OSeMOSYS has been used to construct wide-area electricity models for Africa, comprising 45 countries and South America, comprising 13 countries. It has also been used to support United Nations' regional climate, land, energy, and water strategies (CLEWS) for the Sava river basin, central Europe, the Syr Darya river basin, eastern Europe, and Mauritius. Models have previously been built for the Baltic States, Bolivia, Nicaragua, Sweden, and Tanzania. A 2021 paper summarizes recent applications and also details various versions, forks, and local enhancements related to the OSeMOSYS codebase. An electricity sector analysis for Bangladesh completed in 2021 concluded that solar power is economically competitive under every investigated scenario. A 2022 study looked at the effects of a changing climate on the Ethiopian power system. OSeMOSYS has also been applied variously in Zimbabwe and Ecuador. Another 2022 study examined water usage, split by withdraws and consumption, for several low carbon energy strategies for Africa. Another study that year examined renewable energy in Egypt. And another the Dominican Republic. The Italian island of Pantelleria was used as a case study to compare battery and hydrogen storage and found that a hybrid system was least cost.

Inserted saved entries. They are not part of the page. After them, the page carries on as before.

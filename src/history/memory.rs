use async_trait::async_trait;
use log::info;
use std::collections::HashMap;
use std::time::Duration;
use tokio::sync::Mutex;
use tokio::time::Instant;
use uuid::Uuid;

use super::{ HistoryError, HistoryStore };
use crate::models::chat::{ Conversation, Message };

struct Entry {
    messages: Vec<Message>,
    last_used: Instant,
    /// Replies currently streaming into this conversation.
    in_flight: usize,
}

impl Entry {
    fn is_expired(&self, ttl: Option<Duration>, now: Instant) -> bool {
        match ttl {
            Some(ttl) => self.in_flight == 0 && now.duration_since(self.last_used) > ttl,
            None => false,
        }
    }
}

/// Process-local history map behind a single lock.
///
/// Expired entries are dropped in bulk by [`HistoryStore::purge_expired`];
/// `get_or_create` only checks the entry it is asked for.
pub struct MemoryHistoryStore {
    system_prompt: String,
    ttl: Option<Duration>,
    conversations: Mutex<HashMap<String, Entry>>,
}

impl MemoryHistoryStore {
    pub fn new(system_prompt: impl Into<String>, ttl: Option<Duration>) -> Self {
        Self {
            system_prompt: system_prompt.into(),
            ttl,
            conversations: Mutex::new(HashMap::new()),
        }
    }

    fn seeded_entry(&self, now: Instant) -> Entry {
        Entry {
            messages: vec![Message::System(self.system_prompt.clone())],
            last_used: now,
            in_flight: 0,
        }
    }

    async fn with_entry<T>(
        &self,
        conversation_id: &str,
        f: impl FnOnce(&mut Entry) -> T
    ) -> Result<T, HistoryError> {
        let mut conversations = self.conversations.lock().await;
        let entry = conversations
            .get_mut(conversation_id)
            .ok_or_else(|| HistoryError::NotFound(conversation_id.to_string()))?;
        let out = f(entry);
        entry.last_used = Instant::now();
        Ok(out)
    }
}

#[async_trait]
impl HistoryStore for MemoryHistoryStore {
    async fn get_or_create(&self, conversation_id: Option<&str>) -> Conversation {
        let id = match conversation_id.filter(|id| !id.is_empty()) {
            Some(id) => id.to_string(),
            None => Uuid::new_v4().to_string(),
        };

        let now = Instant::now();
        let mut conversations = self.conversations.lock().await;
        let stale = conversations
            .get(&id)
            .map_or(false, |entry| entry.is_expired(self.ttl, now));
        if stale {
            info!("Conversation {} expired, starting over", id);
            conversations.insert(id.clone(), self.seeded_entry(now));
        }

        let entry = conversations.entry(id.clone()).or_insert_with(|| {
            info!("Starting conversation {}", id);
            self.seeded_entry(now)
        });
        entry.last_used = now;

        Conversation {
            id,
            messages: entry.messages.clone(),
        }
    }

    async fn append_human(&self, conversation_id: &str, text: &str) -> Result<(), HistoryError> {
        let message = Message::Human(text.to_string());
        self.with_entry(conversation_id, |entry| entry.messages.push(message)).await
    }

    async fn append_ai(&self, conversation_id: &str, text: &str) -> Result<(), HistoryError> {
        let message = Message::Ai(text.to_string());
        self.with_entry(conversation_id, |entry| entry.messages.push(message)).await
    }

    async fn begin_reply(&self, conversation_id: &str) -> Result<(), HistoryError> {
        self.with_entry(conversation_id, |entry| {
            entry.in_flight += 1;
        }).await
    }

    async fn finish_reply(&self, conversation_id: &str) -> Result<(), HistoryError> {
        self.with_entry(conversation_id, |entry| {
            entry.in_flight = entry.in_flight.saturating_sub(1);
        }).await
    }

    async fn messages(&self, conversation_id: &str) -> Option<Vec<Message>> {
        let conversations = self.conversations.lock().await;
        conversations.get(conversation_id).map(|entry| entry.messages.clone())
    }

    async fn purge_expired(&self) -> usize {
        let now = Instant::now();
        let mut conversations = self.conversations.lock().await;
        let before = conversations.len();
        conversations.retain(|_, entry| !entry.is_expired(self.ttl, now));
        before - conversations.len()
    }

    async fn len(&self) -> usize {
        self.conversations.lock().await.len()
    }
}

#[cfg(test)]
mod tests {
    use super::*;

    const SYSTEM: &str = "you write n8n workflows";

    #[tokio::test]
    async fn absent_id_generates_seeded_conversation() {
        let store = MemoryHistoryStore::new(SYSTEM, None);
        let conv = store.get_or_create(None).await;

        assert!(Uuid::parse_str(&conv.id).is_ok());
        assert_eq!(conv.messages, vec![Message::System(SYSTEM.to_string())]);
        assert_eq!(store.len().await, 1);
    }

    #[tokio::test]
    async fn empty_id_is_treated_as_absent() {
        let store = MemoryHistoryStore::new(SYSTEM, None);
        let conv = store.get_or_create(Some("")).await;
        assert!(Uuid::parse_str(&conv.id).is_ok());
    }

    #[tokio::test]
    async fn client_id_is_kept_verbatim() {
        let store = MemoryHistoryStore::new(SYSTEM, None);
        assert_eq!(store.get_or_create(Some(" abc ")).await.id, " abc ");
        assert_eq!(store.get_or_create(Some("   ")).await.id, "   ");
        assert_eq!(store.len().await, 2);
    }

    #[tokio::test]
    async fn unknown_id_is_adopted() {
        let store = MemoryHistoryStore::new(SYSTEM, None);
        let conv = store.get_or_create(Some("client-chosen")).await;

        assert_eq!(conv.id, "client-chosen");
        assert_eq!(conv.messages.len(), 1);
    }

    #[tokio::test]
    async fn known_id_keeps_prior_turns() {
        let store = MemoryHistoryStore::new(SYSTEM, None);
        let id = store.get_or_create(None).await.id;
        store.append_human(&id, "make a webhook").await.unwrap();
        store.append_ai(&id, "{}").await.unwrap();

        let again = store.get_or_create(Some(id.as_str())).await;
        assert_eq!(
            again.messages,
            vec![
                Message::System(SYSTEM.to_string()),
                Message::Human("make a webhook".to_string()),
                Message::Ai("{}".to_string())
            ]
        );
        assert_eq!(store.len().await, 1);
    }

    #[tokio::test]
    async fn appending_to_missing_conversation_fails() {
        let store = MemoryHistoryStore::new(SYSTEM, None);
        assert_eq!(
            store.append_human("nope", "hi").await,
            Err(HistoryError::NotFound("nope".to_string()))
        );
        assert_eq!(store.messages("nope").await, None);
    }

    #[tokio::test(start_paused = true)]
    async fn idle_conversations_expire() {
        let store = MemoryHistoryStore::new(SYSTEM, Some(Duration::from_secs(60)));
        let stale = store.get_or_create(Some("stale")).await.id;
        store.append_human(&stale, "old prompt").await.unwrap();

        tokio::time::advance(Duration::from_secs(45)).await;
        let fresh = store.get_or_create(Some("fresh")).await.id;

        tokio::time::advance(Duration::from_secs(30)).await;
        assert_eq!(store.purge_expired().await, 1);
        assert_eq!(store.messages(&stale).await, None);
        assert!(store.messages(&fresh).await.is_some());

        let reborn = store.get_or_create(Some(stale.as_str())).await;
        assert_eq!(reborn.messages.len(), 1);
    }

    #[tokio::test(start_paused = true)]
    async fn activity_refreshes_ttl() {
        let store = MemoryHistoryStore::new(SYSTEM, Some(Duration::from_secs(60)));
        let id = store.get_or_create(None).await.id;

        tokio::time::advance(Duration::from_secs(50)).await;
        store.append_human(&id, "still here").await.unwrap();
        tokio::time::advance(Duration::from_secs(50)).await;

        assert_eq!(store.purge_expired().await, 0);
        assert_eq!(store.messages(&id).await.map(|m| m.len()), Some(2));
    }

    #[tokio::test(start_paused = true)]
    async fn expired_id_restarts_without_a_sweep() {
        let store = MemoryHistoryStore::new(SYSTEM, Some(Duration::from_secs(60)));
        let id = store.get_or_create(Some("old")).await.id;
        store.append_human(&id, "first").await.unwrap();
        store.get_or_create(Some("other")).await;

        tokio::time::advance(Duration::from_secs(61)).await;
        let again = store.get_or_create(Some("old")).await;
        assert_eq!(again.messages, vec![Message::System(SYSTEM.to_string())]);
        // Lookups leave unrelated entries to the sweeper.
        assert_eq!(store.len().await, 2);
    }

    #[tokio::test(start_paused = true)]
    async fn streaming_reply_pins_conversation() {
        let store = MemoryHistoryStore::new(SYSTEM, Some(Duration::from_secs(60)));
        let id = store.get_or_create(None).await.id;
        store.append_human(&id, "slow model").await.unwrap();
        store.begin_reply(&id).await.unwrap();

        tokio::time::advance(Duration::from_secs(300)).await;
        assert_eq!(store.purge_expired().await, 0);
        store.append_ai(&id, "{}").await.unwrap();
        store.finish_reply(&id).await.unwrap();
        assert_eq!(store.messages(&id).await.map(|m| m.len()), Some(3));

        tokio::time::advance(Duration::from_secs(61)).await;
        assert_eq!(store.purge_expired().await, 1);
    }

    #[tokio::test(start_paused = true)]
    async fn zero_ttl_means_no_expiry() {
        let store = MemoryHistoryStore::new(SYSTEM, None);
        store.get_or_create(Some("forever")).await;
        tokio::time::advance(Duration::from_secs(86_400 * 30)).await;
        assert_eq!(store.purge_expired().await, 0);
        assert_eq!(store.len().await, 1);
    }
}
use std::path::PathBuf;

use clap::{ArgAction, Parser};

/// 将 translate 目录中的替换表写回 source 目录中同名的 LIP 文件，结果输出到 output 目录。
#[derive(Debug, Parser)]
#[command(name = "lip_inserter", version, about)]
pub struct Cli {
    /// TOML 配置文件
    #[arg(short, long, value_name = "FILE")]
    pub config: Option<PathBuf>,

    /// 工作目录，相对路径都以此为基准
    #[arg(long, value_name = "DIR")]
    pub root: Option<PathBuf>,

    /// 替换表（*.csv）所在目录
    #[arg(long, value_name = "DIR")]
    pub translate: Option<PathBuf>,

    /// 参考 LIP 文件所在目录
    #[arg(long, value_name = "DIR")]
    pub source: Option<PathBuf>,

    /// 输出目录
    #[arg(long, value_name = "DIR")]
    pub output: Option<PathBuf>,

    /// 每个文本字符之间的口型指令数量
    #[arg(short, long)]
    pub delay: Option<usize>,

    /// 对齐用的填充字节，例如 0x40
    #[arg(long, value_parser = parse_byte)]
    pub filler: Option<u8>,

    /// 自定义码表（TOML）
    #[arg(long, value_name = "FILE")]
    pub char_table: Option<PathBuf>,

    /// 并行处理的文件数
    #[arg(short, long)]
    pub jobs: Option<usize>,

    /// 同时把日志写入此文件
    #[arg(long, value_name = "FILE")]
    pub log_file: Option<PathBuf>,

    /// 输出更详细的日志（-v 为 debug，-vv 为 trace）
    #[arg(short, long, action = ArgAction::Count)]
    pub verbose: u8,
}

fn parse_byte(value: &str) -> Result<u8, String> {
    let parsed = match value.strip_prefix("0x").or_else(|| value.strip_prefix("0X")) {
        Some(hex) => u8::from_str_radix(hex, 16),
        None => value.parse::<u8>(),
    };
    parsed.map_err(|e| format!("无效的字节值 {value:?}: {e}"))
}
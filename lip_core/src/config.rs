use derive_builder::Builder;
use serde::{Deserialize, Serialize};

use crate::error::{LipError, Result};

/// 每个文本字符之间默认插入的口型指令数量。
pub const DEFAULT_DELAY: usize = 3;

/// `delay` 的上限。游戏的口型帧计数只有一个字节。
pub const MAX_DELAY: usize = u8::MAX as usize;

/// 对齐字符串区时使用的默认填充字节。
pub const DEFAULT_FILLER: u8 = 0x40;

/// LIP 文件重建选项
#[derive(Debug, Clone, PartialEq, Eq, Serialize, Deserialize, Builder)]
#[builder(setter(into), default)]
#[serde(default)]
pub struct RebuildOptions {
    /// 每绘制一个文本字符前的口型指令数量（不含绘制标记 `7`）。
    ///
    /// 数值越大，文字显示得越慢。
    pub delay: usize,
    /// 字符串区末尾用于 4 字节对齐的填充字节。
    pub filler: u8,
}

impl Default for RebuildOptions {
    fn default() -> Self {
        Self {
            delay: DEFAULT_DELAY,
            filler: DEFAULT_FILLER,
        }
    }
}

impl RebuildOptions {
    /// 检查选项是否可用。
    pub fn validate(&self) -> Result<()> {
        check_delay(self.delay)
    }
}

/// `delay` 必须在 `1..=MAX_DELAY` 之间。
pub fn check_delay(delay: usize) -> Result<()> {
    if !(1..=MAX_DELAY).contains(&delay) {
        return Err(LipError::Config(format!(
            "delay 必须在 1 到 {MAX_DELAY} 之间，实际为 {delay}"
        )));
    }
    Ok(())
}
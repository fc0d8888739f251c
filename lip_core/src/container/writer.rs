use std::io::Cursor;

use binrw::BinWrite;

use crate::error::{LipError, Result};
use crate::model::{ContainerHeader, ENTRY_LEN, EncodedRow, HEADER_LEN, OffsetEntry};

/// 逐行累积偏移表与字符串区，最后输出完整的 LIP 文件。
#[derive(Debug, Clone)]
pub struct ContainerWriter {
    entries: Vec<OffsetEntry>,
    blob: Vec<u8>,
    cursor: u32,
    filler: u8,
}

impl ContainerWriter {
    /// `anchor` 为第一行文本的偏移量，`filler` 为对齐用的填充字节。
    #[must_use]
    pub const fn new(anchor: u32, filler: u8) -> Self {
        Self {
            entries: Vec::new(),
            blob: Vec::new(),
            cursor: anchor,
            filler,
        }
    }

    /// 下一段数据将被写入的偏移量。
    #[must_use]
    pub const fn cursor(&self) -> u32 {
        self.cursor
    }

    /// 已经写入的条目。
    #[must_use]
    pub fn entries(&self) -> &[OffsetEntry] {
        &self.entries
    }

    /// 追加一行：先记录条目，再把文本和指令依次写入字符串区。
    pub fn push_row(&mut self, voice_index: u32, row: &EncodedRow) -> Result<&OffsetEntry> {
        let text_offset = self.cursor;
        let command_offset = advance(text_offset, row.text_bytes.len())?;
        self.cursor = advance(command_offset, row.command_bytes.len())?;

        self.blob.extend_from_slice(&row.text_bytes);
        self.blob.extend_from_slice(&row.command_bytes);
        self.entries.push(OffsetEntry {
            voice_index,
            text_offset,
            command_offset,
        });
        Ok(&self.entries[self.entries.len() - 1])
    }

    /// 对齐字符串区、重新计算 `body_size`，输出完整文件。
    ///
    /// 至少写入一个填充字节，直到文件头后的数据加上 8 字节是 4 的倍数。
    /// `padding` 原样附加在末尾，不会因为 `body_size` 变化而调整。
    pub fn finish(mut self, row_count: u32, padding: &[u8]) -> Result<Vec<u8>> {
        let table_len = self.entries.len() * ENTRY_LEN;
        loop {
            self.blob.push(self.filler);
            if (table_len + self.blob.len() + 8) % 4 == 0 {
                break;
            }
        }

        let body_size = u32::try_from(table_len + self.blob.len() + 4).map_err(|_| {
            LipError::OffsetOverflow(format!(
                "数据长度 {} 超出了 body_size 的范围",
                table_len + self.blob.len()
            ))
        })?;

        let header = ContainerHeader {
            body_size,
            row_count,
        };

        let mut out = Cursor::new(Vec::with_capacity(
            HEADER_LEN + table_len + self.blob.len() + padding.len(),
        ));
        header.write_le(&mut out)?;
        self.entries.write_le(&mut out)?;

        let mut bytes = out.into_inner();
        bytes.extend_from_slice(&self.blob);
        bytes.extend_from_slice(padding);
        Ok(bytes)
    }
}

fn advance(offset: u32, len: usize) -> Result<u32> {
    u32::try_from(len)
        .ok()
        .and_then(|len| offset.checked_add(len))
        .ok_or_else(|| LipError::OffsetOverflow(format!("偏移量 {offset:#x} 加上 {len} 字节后溢出")))
}
//! LIP 容器的数据结构。

use binrw::binrw;
use strum_macros::Display;

/// LIP 文件开头的 4 字节签名。
pub const SIGNATURE: &[u8; 4] = b"ALPD";

/// 文本与指令序列末尾的结束字节。
pub const SENTINEL: u8 = 0x00;

/// 口型指令中表示“绘制一个文本字符”的数字。
pub const DRAW_MARKER: char = '7';

/// 文件头长度：签名、`body_size` 和 `row_count`。
pub const HEADER_LEN: usize = 12;

/// 每个偏移表条目的长度。
pub const ENTRY_LEN: usize = 12;

/// 第一个偏移表条目中文本偏移量所在的位置。
pub const ANCHOR_POSITION: u64 = 16;

/// LIP 文件头。
///
/// `body_size` 从 `row_count` 字段开始计算，一直到填充区之前，
/// 因此填充区起始于 `body_size + 8`。
#[binrw]
#[brw(little, magic = b"ALPD")]
#[derive(Debug, Clone, Copy, PartialEq, Eq)]
pub struct ContainerHeader {
    pub body_size: u32,
    pub row_count: u32,
}

/// 偏移表条目，每行一个。
#[binrw]
#[brw(little)]
#[derive(Debug, Clone, Copy, PartialEq, Eq)]
pub struct OffsetEntry {
    pub voice_index: u32,
    pub text_offset: u32,
    pub command_offset: u32,
}

/// 替换表中的一行。
#[derive(Debug, Clone, PartialEq, Eq, Default)]
pub struct Row {
    /// 该行在替换表中的行号（从 1 开始），用于错误信息。为 0 时表示未知。
    pub line: usize,
    /// 语音编号。
    pub voice_index: u32,
    /// 原文本偏移量，仅作为码表的上下文标识使用。
    pub text_offset_hint: String,
    /// 文本内容。
    pub text: String,
    /// 原指令偏移量，不参与计算。
    pub command_offset_hint: String,
    /// 口型指令，由 `1`-`7` 组成的数字串。
    pub commands: String,
}

impl Row {
    /// 文本的字符数，即重新计时后需要的绘制标记数量。
    #[must_use]
    pub fn text_char_count(&self) -> usize {
        self.text.chars().count()
    }
}

/// 返回口型指令中第一个不在 `1`-`7` 范围内的字符。
#[must_use]
pub fn find_invalid_command(commands: &str) -> Option<char> {
    commands.chars().find(|c| !('1'..=DRAW_MARKER).contains(c))
}

/// 文本行的来源类型。
#[derive(Debug, Clone, Copy, PartialEq, Eq, Display)]
pub enum TextKind {
    /// 纯 ASCII 文本，视为已翻译的行，需要重新计时。
    #[strum(serialize = "edited")]
    Edited,
    /// 含有非 ASCII 字符，视为未修改的原文。
    #[strum(serialize = "original")]
    Original,
}

/// 编码完成的一行，两段字节都以 [`SENTINEL`] 结尾。
#[derive(Debug, Clone, PartialEq, Eq)]
pub struct EncodedRow {
    pub kind: TextKind,
    pub text_bytes: Vec<u8>,
    pub command_bytes: Vec<u8>,
}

In 2016, work started on a browser-based interface to OSeMOSYS, known as the Model Management Infrastructure (MoManI). Led by the UN Department of Economic and Social Affairs (DESA), MoManI is being trialled in selected countries. The interface can be used to construct models, visualize results, and develop better scenarios. Atlantis is the name of a fictional country case-study for training purposes. A simplified GUI interface named clicSAND and utilizing Excel and Access was released in March 2021. A CLI workflow tool named otoole bundles several dedicated utilities, including one that can convert between OKI frictionless data and GNU MathProg data formats. In 2022, the project released starter kits for modeling selected countries in Africa, East Asia, and South America.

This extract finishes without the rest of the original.